**What the task requires:** Go to the line below containing "for i in 0..5000" and print exactly from there through the line containing "evicts the least", both included. Print nothing else.

**Supplied information:**

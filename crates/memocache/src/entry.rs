use std::sync::{Arc, Condvar, Mutex, MutexGuard};
use std::time::Instant;

/// How the creation of an [`Entry`] ended.
#[derive(Debug)]
pub(crate) enum Settled<V, E> {
    /// The creator returned a value, which expires at `deadline` (if any).
    Created { value: V, deadline: Option<Instant> },
    /// The creator returned an error. Every waiter gets the same shared error.
    Failed(Arc<E>),
    /// The creator panicked. Waiters have to start a new lookup.
    Abandoned,
}

impl<V: Clone, E> Clone for Settled<V, E> {
    fn clone(&self) -> Self {
        match self {
            Self::Created { value, deadline } => Self::Created {
                value: value.clone(),
                deadline: *deadline,
            },
            Self::Failed(error) => Self::Failed(Arc::clone(error)),
            Self::Abandoned => Self::Abandoned,
        }
    }
}

#[derive(Debug)]
pub(crate) struct EntryState<V, E> {
    /// `None` while the creation is in flight.
    pub outcome: Option<Settled<V, E>>,
    /// Set once the entry left the index and the recency list.
    ///
    /// This only ever changes while the structural lock of the owning cache is held.
    pub removed: bool,
}

impl<V, E> EntryState<V, E> {
    /// Returns the value and deadline of a successfully created entry.
    pub fn created(&self) -> Option<(&V, Option<Instant>)> {
        match &self.outcome {
            Some(Settled::Created { value, deadline }) => Some((value, *deadline)),
            _ => None,
        }
    }
}

/// A single cache slot, shared between the cache and every caller waiting for its creation.
///
/// The state is guarded by its own lock, so that waiting on a creation never holds up the
/// structural lock of the cache.
#[derive(Debug)]
pub(crate) struct Entry<V, E> {
    state: Mutex<EntryState<V, E>>,
    settled: Condvar,
}

impl<V, E> Entry<V, E> {
    pub fn pending() -> Self {
        Self {
            state: Mutex::new(EntryState {
                outcome: None,
                removed: false,
            }),
            settled: Condvar::new(),
        }
    }

    pub fn lock(&self) -> MutexGuard<'_, EntryState<V, E>> {
        self.state.lock().unwrap()
    }

    /// Publishes the outcome of the creation and wakes up all waiters.
    pub fn settle(&self, outcome: Settled<V, E>) {
        let mut state = self.lock();
        state.outcome = Some(outcome);
        self.settled.notify_all();
    }
}

impl<V: Clone, E> Entry<V, E> {
    /// Blocks until the creation of this entry has settled, and returns a copy of its outcome.
    ///
    /// Wake-ups are re-checked against the state, so spurious ones are harmless.
    pub fn wait(&self) -> Settled<V, E> {
        let mut state = self.lock();
        loop {
            if let Some(outcome) = &state.outcome {
                return outcome.clone();
            }
            state = self.settled.wait(state).unwrap();
        }
    }
}
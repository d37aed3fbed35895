use std::sync::Arc;
use std::time::{Duration, Instant};

use insta::assert_snapshot;
use memocache::{Cache, Created};

use crate::{CountingCreator, TestError, get_concurrently, setup_cache};

#[test]
fn test_concurrent_gets_share_one_creation() {
    let creator = CountingCreator::new().with_latency(Duration::from_millis(100));
    let cache = setup_cache(&creator, 16, None);

    let results = get_concurrently(&cache, &["shared"; 32]);
    let lookups: Vec<_> = results.into_iter().map(Result::unwrap).collect();

    assert_eq!(creator.calls(), 1);
    assert_eq!(lookups.iter().filter(|lookup| !lookup.cached).count(), 1);
    assert!(lookups.iter().all(|lookup| lookup.value == "shared#1"));

    // later lookups are plain hits
    let lookup = cache.get("shared".to_owned()).unwrap();
    assert!(lookup.cached);
    assert_eq!(creator.calls(), 1);
}

#[test]
fn test_concurrent_failures_share_one_error() {
    let creator = CountingCreator::new()
        .with_latency(Duration::from_millis(100))
        .failing_on("broken");
    let cache = setup_cache(&creator, 16, None);

    let results = get_concurrently(&cache, &["broken"; 8]);
    let errors: Vec<_> = results.into_iter().map(Result::unwrap_err).collect();

    assert_eq!(creator.calls(), 1);
    assert_eq!(errors.iter().filter(|error| !error.cached()).count(), 1);
    for error in &errors {
        assert!(Arc::ptr_eq(error.error(), errors[0].error()));
    }
    assert_eq!(
        **errors[0].error(),
        TestError::Permanent {
            key: "broken".into()
        }
    );
    assert_snapshot!(errors[0].to_string(), @r###"creation failure for "broken": "broken" cannot be created"###);
}

#[test]
fn test_independent_keys_do_not_block() {
    let latency = Duration::from_millis(200);
    let creator = CountingCreator::new().with_latency(latency);
    let cache = setup_cache(&creator, 16, None);

    let start = Instant::now();
    let results = get_concurrently(&cache, &["a", "b", "c", "d", "e", "f", "g", "h"]);
    let elapsed = start.elapsed();

    assert_eq!(creator.calls(), 8);
    assert!(results.iter().all(|result| matches!(result, Ok(lookup) if !lookup.cached)));
    // serialized creation would take 1.6s
    assert!(elapsed < latency * 4, "took {elapsed:?}");
}

#[test]
fn test_mixed_keys_create_once_per_key() {
    let creator = CountingCreator::new().with_latency(Duration::from_millis(50));
    let cache = setup_cache(&creator, 16, None);

    let keys: Vec<_> = ["a", "b", "c", "d"].iter().cycle().take(32).copied().collect();
    let results = get_concurrently(&cache, &keys);

    assert_eq!(creator.calls(), 4);
    for key in ["a", "b", "c", "d"] {
        let created = results
            .iter()
            .zip(&keys)
            .filter(|(result, k)| **k == key && matches!(result, Ok(lookup) if !lookup.cached))
            .count();
        assert_eq!(created, 1, "{key} was created {created} times");
    }
    assert_eq!(cache.len(), 4);
}

#[test]
fn test_creator_panic_does_not_poison_cache() {
    let creator = |key: &String| -> Result<Created<String>, TestError> {
        if key == "explode" {
            panic!("creator exploded");
        }
        Ok(Created::new(key.clone()))
    };
    memocache_test::setup();
    let cache = Cache::new(creator);

    let result = std::panic::catch_unwind(std::panic::AssertUnwindSafe(|| {
        cache.get("explode".to_owned())
    }));
    assert!(result.is_err());
    assert!(cache.is_empty());

    let lookup = cache.get("fine".to_owned()).unwrap();
    assert_eq!(lookup.value, "fine");
    assert_eq!(cache.len(), 1);
}
use crate::{CountingCreator, RecordingEvictor, setup_cache};

#[test]
fn test_least_recently_used_is_evicted() {
    let creator = CountingCreator::new();
    let evictor = RecordingEvictor::new();
    let cache = setup_cache(&creator, 2, None).with_evictor(evictor.callback());

    cache.get("a".to_owned()).unwrap();
    cache.get("b".to_owned()).unwrap();
    cache.get("c".to_owned()).unwrap();

    assert_eq!(cache.len(), 2);
    assert_eq!(evictor.evicted(), [("a".to_owned(), "a#1".to_owned())]);

    assert!(cache.get("b".to_owned()).unwrap().cached);
    assert!(cache.get("c".to_owned()).unwrap().cached);
    assert_eq!(creator.calls(), 3);
}

#[test]
fn test_reads_refresh_recency() {
    let creator = CountingCreator::new();
    let evictor = RecordingEvictor::new();
    let cache = setup_cache(&creator, 2, None).with_evictor(evictor.callback());

    cache.get("a".to_owned()).unwrap();
    cache.get("b".to_owned()).unwrap();
    assert!(cache.get("a".to_owned()).unwrap().cached);
    cache.get("c".to_owned()).unwrap();

    assert_eq!(evictor.keys(), ["b"]);
    assert!(cache.get("a".to_owned()).unwrap().cached);
    assert!(cache.get("c".to_owned()).unwrap().cached);
}

#[test]
fn test_eviction_order() {
    let creator = CountingCreator::new();
    let evictor = RecordingEvictor::new();
    let cache = setup_cache(&creator, 3, None).with_evictor(evictor.callback());

    for i in 0..10 {
        cache.get(format!("key-{i}")).unwrap();
    }

    assert_eq!(cache.len(), 3);
    insta::assert_debug_snapshot!(evictor.keys(), @r###"
    [
        "key-0",
        "key-1",
        "key-2",
        "key-3",
        "key-4",
        "key-5",
        "key-6",
    ]
    "###);
}

#[test]
fn test_failed_entries_take_no_room() {
    let creator = CountingCreator::new().failing_on("bad");
    let evictor = RecordingEvictor::new();
    let cache = setup_cache(&creator, 2, None).with_evictor(evictor.callback());

    cache.get("a".to_owned()).unwrap();
    cache.get("bad".to_owned()).unwrap_err();
    cache.get("b".to_owned()).unwrap();

    assert_eq!(cache.len(), 2);
    assert!(evictor.evicted().is_empty());
}

#[test]
fn test_unbounded_cache() {
    let creator = CountingCreator::new();
    let evictor = RecordingEvictor::new();
    let cache = setup_cache(&creator, 0, None).with_evictor(evictor.callback());

    for i in 0..5000 {
        cache.get(format!("key-{i}")).unwrap();
    }

    assert_eq!(cache.len(), 5000);
    assert!(evictor.evicted().is_empty());
}
/// An in-memory cache that creates missing values on demand.
///
/// The purpose of this cache is request coalescing: when many threads request the same missing
/// key concurrently, the [`Creator`] runs exactly once and all of them observe its outcome.
/// Requests for different keys never wait on each other's creation.
///
/// The cache holds at most [`max_items`](CacheConfig::max_items) entries and evicts the least
/// recently used one when a new key is inserted into a full cache. Values expire at the deadline
/// returned by the creator, or [`max_age`](CacheConfig::max_age) after their creation, whichever is
/// sooner. Expired values are dropped lazily by [`get`](Self::get), or eagerly by
/// [`check_and_expire`](Self::check_and_expire).
///
/// # Locking
///
/// A single structural lock guards the key index and the recency order. It is only held for
/// bookkeeping, never while the creator runs. Every entry has its own lock and condition variable,
/// on which concurrent callers wait for an in-flight creation.
///
/// # Eviction of pending entries
///
/// Eviction is purely based on recency. If the least recently used entry is still being created,
/// it is detached anyway. Its creation is not cancelled: callers already waiting on it still get
/// its outcome, but the value is not cached.
pub struct Cache<K, C: Creator<K>> {
    config: CacheConfig,
    creator: C,
    evictor: Option<Evictor<K, C::Value>>,
    index: Mutex<Index<K, C::Value, C::Error>>,
}
use std::sync::Barrier;
use std::thread;
use std::time::Duration;

use memocache::{Cache, CreationError, Lookup};
use memocache_test as test;

pub use test::{CountingCreator, RecordingEvictor, TestError, cache_config, wait_until};

pub type TestCache = Cache<String, CountingCreator>;
pub type TestResult = Result<Lookup<String>, CreationError<String, TestError>>;

/// Setup tests and create a cache around `creator`.
///
/// The cache is named `"test"`. Pass `0` as `max_items` for an unbounded cache.
pub fn setup_cache(
    creator: &CountingCreator,
    max_items: usize,
    max_age: Option<Duration>,
) -> TestCache {
    test::setup();
    Cache::with_config(cache_config(max_items, max_age), creator.clone())
}

/// Calls [`Cache::get`] for every key in `keys` on its own thread, all starting at the same time.
///
/// The results are returned in the order of `keys`.
pub fn get_concurrently(cache: &TestCache, keys: &[&str]) -> Vec<TestResult> {
    let barrier = Barrier::new(keys.len());

    thread::scope(|scope| {
        let handles: Vec<_> = keys
            .iter()
            .map(|&key| {
                let barrier = &barrier;
                scope.spawn(move || {
                    barrier.wait();
                    cache.get(key.to_owned())
                })
            })
            .collect();

        handles.into_iter().map(|h| h.join().unwrap()).collect()
    })
}
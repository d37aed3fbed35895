// See <https://matklad.github.io/2021/02/27/delete-cargo-integration-tests.html>

pub mod eviction;
pub mod expiration;
pub mod failures;
pub mod single_flight;
pub mod sweeper;
pub mod utils;

pub use utils::*;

**Answer for the task:**
    for i in 0..5000 {
        cache.get(format!("key-{i}")).unwrap();
    }

    assert_eq!(cache.len(), 5000);
    assert!(evictor.evicted().is_empty());
}
/// An in-memory cache that creates missing values on demand.
///
/// The purpose of this cache is request coalescing: when many threads request the same missing
/// key concurrently, the [`Creator`] runs exactly once and all of them observe its outcome.
/// Requests for different keys never wait on each other's creation.
///
/// The cache holds at most [`max_items`](CacheConfig::max_items) entries and evicts the least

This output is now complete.